Country Article / Postcards
Roman Bikinis
Date: 09/14/2005
At the ancient Villa Romana del Casale, you’ll see some surprisingly modern bikinis.
Dear International Living Reader,
For a glimpse of how the super-rich relaxed in ancient times, visit the Villa Romana del Casale, constructed on a terrace about three and a half miles from the town of Piazza Amerina in Sicily.
The villa was built around 330 AD as a retreat and hunting lodge at the heart of a great landed estate, on the remains of an even older villa. Though the villa suffered damage during the time of the Vandals and Visigoths, it endured through the Byzantine and Arabic eras. The residents finally fled to Piazza Amerina in the 12th century when a landslide of mud covered the villa.
The awesome magnitude and quality of the residence suggest it was owned by an individual of high rank and eminence, perhaps a Senator or a member of the Imperial family--maybe even the Emperor himself.
The villa’s spectacular collection of Roman mosaics covers 30 rooms and12,500 square feet of floor space. A few of these mosaics and columns were rediscovered at the beginning of the 19th century, prompting major excavations between 1950 and 1960. Today the villa is a UNESCO World Heritage Site. Four levels have been unearthed, including thermal baths where guests could frolic, a vomitorium for those who frolicked a bit too much, a gym, a dining room, and an audience hall.

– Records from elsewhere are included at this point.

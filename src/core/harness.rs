use crate::domain::model::RetrievedFile;
use crate::domain::ports::Page;
use crate::utils::error::{HarnessError, Result};
use crate::utils::validation::validate_non_empty_string;
use std::path::PathBuf;
use tokio::time::timeout;

/// Triggers a retrieval from a page interaction and persists the result under
/// a known directory.
pub struct DownloadHarness<P: Page> {
    page: P,
    target_dir: PathBuf,
}

impl<P: Page> DownloadHarness<P> {
    pub fn new(page: P, target_dir: impl Into<PathBuf>) -> Self {
        Self {
            page,
            target_dir: target_dir.into(),
        }
    }

    pub fn page(&self) -> &P {
        &self.page
    }

    pub fn target_dir(&self) -> &PathBuf {
        &self.target_dir
    }

    /// Click the link named `link_name` and save the resulting transfer as
    /// `target_dir / suggested_name`, where the name comes from the transfer
    /// metadata, not from the link text.
    ///
    /// The wait is registered before the click is driven, and both are polled
    /// as one joined operation, so the completion signal cannot be missed
    /// even when the transfer finishes immediately. No retries: any failure
    /// surfaces to the caller. Same-named files from earlier runs are
    /// overwritten silently.
    pub async fn retrieve(&self, link_name: &str) -> Result<RetrievedFile> {
        validate_non_empty_string("link_name", link_name)?;
        let link = self.page.find_link(link_name)?;
        tracing::info!("Retrieving '{}' from {}", link.text, link.href);

        let wait = timeout(self.page.default_timeout(), self.page.next_download());
        let (event, clicked) = tokio::join!(wait, self.page.click(&link));
        clicked?;
        let event = event.map_err(|_| HarnessError::RetrievalIncomplete {
            link: link_name.to_string(),
        })??;

        std::fs::create_dir_all(&self.target_dir)?;
        let local_path = self.target_dir.join(&event.suggested_name);
        std::fs::copy(&event.staging_path, &local_path).map_err(|source| {
            HarnessError::PersistError {
                path: local_path.clone(),
                source,
            }
        })?;

        tracing::info!("Saved '{}' to {}", event.suggested_name, local_path.display());
        Ok(RetrievedFile {
            local_path,
            suggested_name: event.suggested_name,
        })
    }
}
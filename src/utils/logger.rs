use tracing_subscriber::{layer::SubscriberExt, util::SubscriberInitExt, EnvFilter};

pub fn init_cli_logger(verbose: bool) {
    let filter = if verbose {
        EnvFilter::try_from_default_env()
            .unwrap_or_else(|_| EnvFilter::new("fetch_verify=debug,info"))
    } else {
        EnvFilter::try_from_default_env().unwrap_or_else(|_| EnvFilter::new("fetch_verify=info"))
    };

    tracing_subscriber::registry()
        .with(filter)
        .with(
            tracing_subscriber::fmt::layer()
                .with_target(false)
                .with_thread_ids(false)
                .with_file(false)
                .with_line_number(false)
                .compact(),
        )
        .init();
}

On your visit, you’ll walk through the baths, including a group of dressing rooms where a tired guest could relax with a massage before indulging in a plunge bath. Nearby you’ll find the frigidarium, or cold bath, decorated with a mosaic of sea nymphs, tritons, and boats rowed by accommodating cherubs. Past the atrium is the peristyle (an open court in a Roman house), surrounded by rooms used for public and private activities. Visitors stop here to gaze at and photograph one of the most impressive mosaics, in the Corridor of the Great Hunt, in which hunters are pitted against tigers, ostriches, and elephants.
Mosaics in the Hall of Orpheus, once a living room, show Orpheus playing his lute for the animals, while women still dance in the Room of the Dance. The Cubicle of Fruits, with its geometric mosaic, was once a bedroom. From a nearby balcony, you can gaze at a mosaic of a circus complete with chariot race.
A must-see, well-preserved mosaic, created by African artists, is titled "Coronation of the Winner" and features trim young women exercising with balls, discus, and hand weights. The winner holds a palm leaf and a crown of roses. What’s so special? The fashionable female athletes are dressed in the same style bikinis worn on the beach by sun-worshippers today.
The Villa Romana del Casale is open from 8 a.m. to 6:30 p.m, with an entrance fee of 4.20 euro ($5.15). You can get there on Bus Line B, leaving from Piazza Senatore Marescalchi in Piazza Armerina every hour from 9 a.m. to 6 p.m., returning on the half hour, May through September.